Course: Data Bootcamp
Name: Gillian Berberich
Project Date: May 4th, 2016
New York University
Leonard N. Stern School of Business

This project examines crime data in Detroit, Michigan from January 1, 2009 to present using Detroit Open Data. There are several datasets of interest contained on the Detroit Open Data website. The main crime file has over 1 million records and is updated frequently. Other datasets used contain locational data for schools, police stations, and fire stations within Detroit city limits.

This version: Dave Backus messing around to see if we can overcome the row limits on downloading data.

Importing Packages

For this project, I have used several packages available in Python. It is useful to know which Python version and Pandas version I am using as well as the date these scripts were run.


In [4]:
import pandas as pd             # data package
import matplotlib.pyplot as plt # graphics 
import sys                      # system module, used to get Python version 
import datetime as dt           # date tools, used to note current date
#import geopy as geo             # geographical package

%matplotlib inline 

print('\nPython version: ', sys.version) 
print('Pandas version: ', pd.__version__)
print("Today's date:", dt.date.today())


Python version:  3.5.1 |Anaconda 2.5.0 (64-bit)| (default, Jan 29 2016, 15:01:46) [MSC v.1900 64 bit (AMD64)]
Pandas version:  0.17.1
Today's date: 2016-04-24

Reading Data

The datasets are accessed live from Detroit Open Data in the json format. Each data file contains a link which explains how to access the data (each dataset provides a link, shown as url, url1, url2, url3 below). For one the datasets, a link was not available, though I was able to create a link by finding the resource number for the data.

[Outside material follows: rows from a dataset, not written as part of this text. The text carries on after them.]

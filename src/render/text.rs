// SPDX-FileCopyrightText: 2026 Bruno Meilick
// SPDX-License-Identifier: LicenseRef-Nereid-FreeUse-NoCopy-NoDerivatives
//
// All rights reserved.
//
// This file is part of glyphtree and is proprietary software.
// Unauthorized copying, modification, or distribution is prohibited.

use super::Canvas;

/// The longest prefix of `text` holding at most `max_len` chars.
pub(crate) fn take_chars(text: &str, max_len: usize) -> &str {
    match text.char_indices().nth(max_len) {
        Some((byte_idx, _)) => &text[..byte_idx],
        None => text,
    }
}

pub(crate) fn text_len(text: &str) -> usize {
    text.chars().count()
}

/// Serializes every canvas row with trailing spaces removed, each followed by `\n`.
///
/// Blank rows are kept (as empty lines) so the output height always equals the canvas height.
pub(crate) fn canvas_to_lines_trimmed(canvas: &Canvas) -> String {
    let mut out = String::with_capacity(canvas.height() * (canvas.width() + 1));
    let mut line = String::with_capacity(canvas.width());
    for y in 0..canvas.height() {
        line.clear();
        // (0, y) is in bounds by construction.
        line.extend(canvas.row(y).expect("in bounds"));
        out.push_str(line.trim_end_matches(' '));
        out.push('\n');
    }
    out
}
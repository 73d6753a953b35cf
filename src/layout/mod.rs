// SPDX-FileCopyrightText: 2026 Bruno Meilick
// SPDX-License-Identifier: LicenseRef-Nereid-FreeUse-NoCopy-NoDerivatives
//
// All rights reserved.
//
// This file is part of glyphtree and is proprietary software.
// Unauthorized copying, modification, or distribution is prohibited.

//! Layout for binary trees.
//!
//! This module assigns every node a glyph and a grid position; rendering happens in
//! [`crate::render`].

pub mod glyph;
pub mod tree;

pub use glyph::{Glyph, GLYPH_HEIGHT, GLYPH_LABEL_CAPACITY, GLYPH_WIDTH};
pub use tree::{
    layout_tree, layout_tree_with_options, LayoutError, LayoutOptions, NodePlacement, TreeLayout,
    DEFAULT_DEPTH_GAP, DEFAULT_NODE_GAP,
};
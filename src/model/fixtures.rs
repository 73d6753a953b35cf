// SPDX-FileCopyrightText: 2026 Bruno Meilick
// SPDX-License-Identifier: LicenseRef-Nereid-FreeUse-NoCopy-NoDerivatives
//
// All rights reserved.
//
// This file is part of glyphtree and is proprietary software.
// Unauthorized copying, modification, or distribution is prohibited.

use super::tree::{Side, TreeNode};

/// The seven-node demo tree used by `--demo`.
///
/// ```text
///         1
///       /   \
///      2     3
///     / \   / \
///    10  2 2   1
/// ```
pub fn sample_tree() -> TreeNode {
    let left = TreeNode::new("2").with_left(TreeNode::leaf("10")).with_right(TreeNode::leaf("2"));
    let right = TreeNode::new("3").with_left(TreeNode::leaf("2")).with_right(TreeNode::leaf("1"));
    TreeNode::new("1").with_left(left).with_right(right)
}

/// A complete tree of the given height with labels numbered in inorder.
pub fn complete_tree(height: usize) -> TreeNode {
    fn build(height: usize, next_label: &mut usize) -> TreeNode {
        let left = (height > 0).then(|| build(height - 1, next_label));
        let mut node = TreeNode::new(next_label.to_string());
        *next_label += 1;
        if let Some(left) = left {
            node = node.with_left(left);
        }
        if height > 0 {
            node = node.with_right(build(height - 1, next_label));
        }
        node
    }

    let mut next_label = 0;
    build(height, &mut next_label)
}

/// A degenerate chain of `len` nodes that always descends on `side`.
pub fn chain_tree(len: usize, side: Side) -> Option<TreeNode> {
    (0..len).rev().fold(None, |child, idx| {
        let node = TreeNode::new(idx.to_string());
        Some(match (child, side) {
            (None, _) => node,
            (Some(child), Side::Left) => node.with_left(child),
            (Some(child), Side::Right) => node.with_right(child),
        })
    })
}

#[cfg(test)]
mod tests {
    use super::{chain_tree, complete_tree, sample_tree};
    use crate::model::Side;

    #[test]
    fn sample_tree_has_seven_nodes_and_height_two() {
        let tree = sample_tree();
        assert_eq!(tree.node_count(), 7);
        assert_eq!(tree.height(), 2);
    }

    #[test]
    fn complete_tree_sizes() {
        assert_eq!(complete_tree(0).node_count(), 1);
        assert_eq!(complete_tree(3).node_count(), 15);
        assert_eq!(complete_tree(3).value(), "7");
    }

    #[test]
    fn chain_tree_descends_one_side() {
        let chain = chain_tree(4, Side::Right).expect("chain");
        assert_eq!(chain.node_count(), 4);
        assert_eq!(chain.height(), 3);
        assert!(chain.left().is_none());
        assert!(chain_tree(0, Side::Left).is_none());
    }
}
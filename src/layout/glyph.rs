// SPDX-FileCopyrightText: 2026 Bruno Meilick
// SPDX-License-Identifier: LicenseRef-Nereid-FreeUse-NoCopy-NoDerivatives
//
// All rights reserved.
//
// This file is part of glyphtree and is proprietary software.
// Unauthorized copying, modification, or distribution is prohibited.

use crate::render::text::{take_chars, text_len};

const GLYPH_TOP: &str = "  ___  ";
const GLYPH_UPPER: &str = " /   \\ ";
const GLYPH_BOTTOM: &str = " \\___/ ";
const LABEL_LEFT: &str = "| ";
const LABEL_RIGHT: &str = " |";

/// Width of every glyph row, taken from the template itself.
pub const GLYPH_WIDTH: usize = GLYPH_TOP.len();
pub const GLYPH_HEIGHT: usize = 4;
/// Characters available for the label between the bars.
pub const GLYPH_LABEL_CAPACITY: usize = GLYPH_WIDTH - LABEL_LEFT.len() - LABEL_RIGHT.len();

const GLYPH_LABEL_ROW: usize = 2;

const _: () = assert!(GLYPH_UPPER.len() == GLYPH_WIDTH && GLYPH_BOTTOM.len() == GLYPH_WIDTH);
const _: () = assert!(GLYPH_LABEL_CAPACITY > 0);

/// A node drawn as a small circle with its label centered in the middle row.
///
/// ```text
///   ___
///  /   \
/// |  5  |
///  \___/
/// ```
#[derive(Debug, Clone, PartialEq, Eq)]
pub struct Glyph {
    rows: [String; GLYPH_HEIGHT],
}

impl Glyph {
    /// Builds the glyph for `label`, truncating it to [`GLYPH_LABEL_CAPACITY`] chars.
    ///
    /// Odd leftover padding goes to the right of the label. Control characters are drawn as
    /// spaces so every row keeps its width.
    pub fn for_label(label: &str) -> Self {
        let label = take_chars(label, GLYPH_LABEL_CAPACITY);
        let free = GLYPH_LABEL_CAPACITY - text_len(label);
        let left_pad = free / 2;
        let right_pad = free - left_pad;

        let mut middle = String::with_capacity(GLYPH_WIDTH + label.len());
        middle.push_str(LABEL_LEFT);
        middle.extend(std::iter::repeat(' ').take(left_pad));
        middle.extend(label.chars().map(|ch| if ch.is_control() { ' ' } else { ch }));
        middle.extend(std::iter::repeat(' ').take(right_pad));
        middle.push_str(LABEL_RIGHT);

        Self {
            rows: [GLYPH_TOP.to_owned(), GLYPH_UPPER.to_owned(), middle, GLYPH_BOTTOM.to_owned()],
        }
    }

    pub fn rows(&self) -> &[String] {
        &self.rows
    }

    pub fn label_row(&self) -> &str {
        &self.rows[GLYPH_LABEL_ROW]
    }

    pub fn width(&self) -> usize {
        GLYPH_WIDTH
    }

    pub fn height(&self) -> usize {
        GLYPH_HEIGHT
    }
}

Follow these instructions to access the data:

  • Open the web address https://data.detroitmi.gov/
  • Click “Public Safety”
  • Locate “DPD: All Crime Incidents, 2009 – Present (Provisional)” on the list.
  • Click “API Docs” link to the bottom right of that block.
  • Scroll down to “Getting Started” and you will see a link that ends in .json
  • Copy the link, this is the link that IPython will pull the data from.
  • Repeat process for “DPD Stations” and “DFD Stations”

Follow these instructions to access the Detroit School data.

  • Click the “Education” link on the left hand bar under “Categories”.
  • Locate “Detroit Schools” on the list.
  • Click on the dataset.
  • On the bar at the top right, click “Export”
  • Under “Download as”, right click on “JSON” and click “Copy Link Location”
  • Paste the link to a word document and copy the resource code portion (it is 4 characters followed by a hyphen and four more characters).
  • Add this resource code to the end of https://data.detroitmi.gov/resource/
  • Finally, add .json to the end of it. This is the link that IPython will pull data from.

Reported Crimes


In [ ]:
%%time
url = 'https://data.detroitmi.gov/resource/i9ph-uyrp.json'
crime = pd.read_json(url)
crime = crime.rename(columns={'caseid':'Case ID',
                              'address':'Address',
                              'hour':'Hour',
                              'incidentdate':'Incident Date',
                              'lat':'Latitude',
                              'lon':'Longitude',
                              'neighborhood':'Neighborhood',
                              'category':'Category',
                              'offensedescription':'Offense Description'})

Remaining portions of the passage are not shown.